====== SUPPLIED MATERIAL

//! Remote file management: copy, move, rename, delete, keyword search and
//! listings by file category.

use serde_json::{json, Value};
use tracing::{debug, info};

use crate::client::{PanClient, LIST_PAGE_SIZE};
use crate::error::{PanError, Result};
use crate::models::{
    error_for_code, Category, CategoryCount, CategoryInfoResponse, FileManagerResponse,
    FileManagerResult, ListAllResponse, MediaListResponse, RemoteEntry, SearchResponse,
};
use crate::remote_path;

/// Items accepted by one `filemanager` request.
const FILEMANAGER_BATCH: usize = 100;

/// Results per search page; the endpoint does not accept other values.
const SEARCH_PAGE_SIZE: usize = 500;

/// Longest keyword the search endpoint accepts, in characters.
const MAX_KEYWORD_CHARS: usize = 30;

/// What the server does when the destination already exists.
#[derive(Debug, Clone, Copy, PartialEq, Eq, Default)]
pub enum OnDup {
    #[default]
    Fail,
    NewCopy,
    Overwrite,
    Skip,
}

impl OnDup {
    fn as_str(self) -> &'static str {
        match self {
            OnDup::Fail => "fail",
            OnDup::NewCopy => "newcopy",
            OnDup::Overwrite => "overwrite",
            OnDup::Skip => "skip",
        }
    }
}

/// One operation of a `filemanager` batch.
#[derive(Debug, Clone, PartialEq, Eq)]
pub enum FileOperation {
    /// Copy `path` into the directory `dest` as `newname`.
    Copy {
        path: String,
        dest: String,
        newname: String,
    },
    /// Move `path` into the directory `dest` as `newname`.
    Move {
        path: String,
        dest: String,
        newname: String,
    },
    /// Rename `path` in place.
    Rename { path: String, newname: String },
    Delete { path: String },
}

impl FileOperation {
    fn opera(&self) -> &'static str {
        match self {
            FileOperation::Copy { .. } => "copy",
            FileOperation::Move { .. } => "move",
            FileOperation::Rename { .. } => "rename",
            FileOperation::Delete { .. } => "delete",
        }
    }

    /// Validate the paths and build the `filelist` element.
    fn to_value(&self) -> Result<Value> {
        Ok(match self {
            FileOperation::Copy {
                path,
                dest,
                newname,
            }
            | FileOperation::Move {
                path,
                dest,
                newname,
            } => json!({
                "path": remote_path::normalize(path)?,
                "dest": remote_path::normalize(dest)?,
                "newname": checked_name(newname)?,
            }),
            FileOperation::Rename { path, newname } => json!({
                "path": remote_path::normalize(path)?,
                "newname": checked_name(newname)?,
            }),
            FileOperation::Delete { path } => {
                let path = remote_path::normalize(path)?;
                if path == "/" {
                    return Err(PanError::InvalidPath(path));
                }
                Value::String(path)
            }
        })
    }
}

fn checked_name(name: &str) -> Result<&str> {
    let name = name.trim();
    if name.is_empty() || name == "." || name == ".." || name.contains('/') {
        return Err(PanError::InvalidArgument(format!("bad file name: {:?}", name)));
    }
    Ok(name)
}

impl PanClient {
    /// Run a batch of file operations of one kind.
    ///
    /// Batches larger than the provider limit are sent in several requests.
    /// The first item the server reports as failed becomes the error.
    ///
    /// # Arguments
    /// * `operations` - Operations to run; all must be the same kind
    /// * `ondup` - Conflict policy for copy and move destinations
    pub async fn filemanager(
        &self,
        operations: &[FileOperation],
        ondup: OnDup,
    ) -> Result<Vec<FileManagerResult>> {
        let Some(first) = operations.first() else {
            return Ok(Vec::new());
        };
        let opera = first.opera();
        if operations.iter().any(|op| op.opera() != opera) {
            return Err(PanError::InvalidArgument(
                "a filemanager batch cannot mix operations".to_string(),
            ));
        }
        let items = operations
            .iter()
            .map(FileOperation::to_value)
            .collect::<Result<Vec<_>>>()?;

        let url = format!("{}/rest/2.0/xpan/file", self.endpoints().api);
        let mut results = Vec::with_capacity(items.len());
        for batch in items.chunks(FILEMANAGER_BATCH) {
            debug!(opera, items = batch.len(), "filemanager");
            let response: FileManagerResponse = self
                .post_form_json(
                    &url,
                    &[
                        ("method", "filemanager".to_string()),
                        ("opera", opera.to_string()),
                    ],
                    &[
                        ("async", "0".to_string()),
                        ("filelist", serde_json::to_string(batch)?),
                        ("ondup", ondup.as_str().to_string()),
                    ],
                )
                .await?;

            if let Some(failed) = response.info.iter().find(|r| r.errno != 0) {
                return Err(error_for_code(
                    failed.errno,
                    format!("{} failed for {}", opera, failed.path),
                ));
            }
            results.extend(response.info);
        }

        info!(opera, items = results.len(), "file operation finished");
        Ok(results)
    }

    /// Copy a file or directory into another directory, keeping its name.
    ///
    /// # Arguments
    /// * `path` - Remote path to copy
    /// * `dest_dir` - Remote directory receiving the copy
    /// * `ondup` - What to do when the destination exists
    pub async fn copy(&self, path: &str, dest_dir: &str, ondup: OnDup) -> Result<()> {
        let path = remote_path::normalize(path)?;
        let op = FileOperation::Copy {
            newname: remote_path::file_name(&path).to_string(),
            dest: dest_dir.to_string(),
            path,
        };
        self.filemanager(&[op], ondup).await.map(drop)
    }

    /// Move a file or directory into another directory, keeping its name.
    ///
    /// # Arguments
    /// * `path` - Remote path to move
    /// * `dest_dir` - Remote directory receiving the entry
    /// * `ondup` - What to do when the destination exists
    pub async fn move_to(&self, path: &str, dest_dir: &str, ondup: OnDup) -> Result<()> {
        let path = remote_path::normalize(path)?;
        let op = FileOperation::Move {
            newname: remote_path::file_name(&path).to_string(),
            dest: dest_dir.to_string(),
            path,
        };
        self.filemanager(&[op], ondup).await.map(drop)
    }

    /// Rename a file or directory in place.
    pub async fn rename(&self, path: &str, new_name: &str) -> Result<()> {
        let op = FileOperation::Rename {
            path: path.to_string(),
            newname: new_name.to_string(),
        };
        self.filemanager(&[op], OnDup::Fail).await.map(drop)
    }

    /// Delete files or directories. The root cannot be deleted.
    pub async fn delete(&self, paths: &[&str]) -> Result<()> {
        let ops: Vec<_> = paths
            .iter()
            .map(|path| FileOperation::Delete {
                path: path.to_string(),
            })
            .collect();
        self.filemanager(&ops, OnDup::Fail).await.map(drop)
    }

    /// Find files whose names contain `keyword`.
    ///
    /// # Arguments
    /// * `keyword` - Text to look for, at most 30 characters
    /// * `dir` - Remote directory to search
    /// * `recursive` - Also search subdirectories
    pub async fn search(&self, keyword: &str, dir: &str, recursive: bool) -> Result<Vec<RemoteEntry>> {
        let keyword = keyword.trim();
        if keyword.is_empty() || keyword.chars().count() > MAX_KEYWORD_CHARS {
            return Err(PanError::InvalidArgument(format!(
                "search keyword must be 1 to {} characters",
                MAX_KEYWORD_CHARS
            )));
        }
        let dir = remote_path::normalize(dir)?;
        let url = format!("{}/rest/2.0/xpan/file", self.endpoints().api);
        let mut entries = Vec::new();
        let mut page = 1;

        loop {
            let query = [
                ("method", "search".to_string()),
                ("key", keyword.to_string()),
                ("dir", dir.clone()),
                ("recursion", if recursive { "1" } else { "0" }.to_string()),
                ("page", page.to_string()),
                ("num", SEARCH_PAGE_SIZE.to_string()),
            ];
            let response: SearchResponse = self
                .with_retry("search", || self.get_json(&url, &query))
                .await?;

            let count = response.list.len();
            entries.extend(response.list);
            if !response.has_more || count == 0 {
                break;
            }
            page += 1;
        }

        Ok(entries)
    }

    /// List files of one category below `dir` through the dedicated endpoint
    /// (`doclist`, `imagelist`, `videolist` or `btlist`).
    ///
    /// # Arguments
    /// * `category` - Document, Image, Video or Torrent
    /// * `dir` - Remote directory to list
    /// * `recursive` - Include files in subdirectories
    pub async fn media_list(
        &self,
        category: Category,
        dir: &str,
        recursive: bool,
    ) -> Result<Vec<RemoteEntry>> {
        let method = category.list_method().ok_or_else(|| {
            PanError::InvalidArgument(format!("no dedicated listing for {:?}", category))
        })?;
        let dir = remote_path::normalize(dir)?;
        let url = format!("{}/rest/2.0/xpan/file", self.endpoints().api);
        let mut entries = Vec::new();
        let mut page = 1;

        loop {
            let query = [
                ("method", method.to_string()),
                ("parent_path", dir.clone()),
                ("recursion", if recursive { "1" } else { "0" }.to_string()),
                ("order", "name".to_string()),
                ("desc", "0".to_string()),
                ("page", page.to_string()),
                ("num", LIST_PAGE_SIZE.to_string()),
            ];
            let response: MediaListResponse = self
                .with_retry(method, || self.get_json(&url, &query))
                .await?;

            let count = response.info.len();
            entries.extend(response.info);
            if count < LIST_PAGE_SIZE {
                break;
            }
            page += 1;
        }

        Ok(entries)
    }

    /// List files of the given categories below `dir` with `categorylist`.
    ///
    /// # Arguments
    /// * `categories` - One or more categories
    /// * `dir` - Remote directory to list
    /// * `recursive` - Include files in subdirectories
    pub async fn category_list(
        &self,
        categories: &[Category],
        dir: &str,
        recursive: bool,
    ) -> Result<Vec<RemoteEntry>> {
        if categories.is_empty() {
            return Err(PanError::InvalidArgument("no category given".to_string()));
        }
        let codes = categories
            .iter()
            .map(|c| c.code().to_string())
            .collect::<Vec<_>>()
            .join(",");
        let dir = remote_path::normalize(dir)?;
        let url = format!("{}/rest/2.0/xpan/multimedia", self.endpoints().api);
        let mut entries = Vec::new();
        let mut cursor = 0;

        loop {
            let query = [
                ("method", "categorylist".to_string()),
                ("category", codes.clone()),
                ("parent_path", dir.clone()),
                ("recursion", if recursive { "1" } else { "0" }.to_string()),
                ("show_dir", "0".to_string()),
                ("start", cursor.to_string()),
                ("limit", LIST_PAGE_SIZE.to_string()),
            ];
            let page: ListAllResponse = self
                .with_retry("categorylist", || self.get_json(&url, &query))
                .await?;

            entries.extend(page.list);
            if !page.has_more || page.cursor <= cursor {
                break;
            }
            cursor = page.cursor;
        }

        Ok(entries)
    }

    /// Count the files of one category below `dir`.
    pub async fn category_info(
        &self,
        category: Category,
        dir: &str,
        recursive: bool,
    ) -> Result<CategoryCount> {
        let dir = remote_path::normalize(dir)?;
        let url = format!("{}/api/categoryinfo", self.endpoints().api);
        let query = [
            ("category", category.code().to_string()),
            ("parent_path", dir),
            ("recursion", if recursive { "1" } else { "0" }.to_string()),
        ];
        let response: CategoryInfoResponse = self
            .with_retry("categoryinfo", || self.get_json(&url, &query))
            .await?;

        Ok(response
            .info
            .get(&category.code().to_string())
            .cloned()
            .unwrap_or_default())
    }
}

============

- _WORK ITEM_: Beginning at the first line of the records, give again each line exactly as written, ending with the line that contains "Items accepted by".

- _RESULT OF THE EXERCISE_:
//! Remote file management: copy, move, rename, delete, keyword search and
//! listings by file category.

use serde_json::{json, Value};
use tracing::{debug, info};

use crate::client::{PanClient, LIST_PAGE_SIZE};
use crate::error::{PanError, Result};
use crate::models::{
    error_for_code, Category, CategoryCount, CategoryInfoResponse, FileManagerResponse,
    FileManagerResult, ListAllResponse, MediaListResponse, RemoteEntry, SearchResponse,
};
use crate::remote_path;

/// Items accepted by one `filemanager` request.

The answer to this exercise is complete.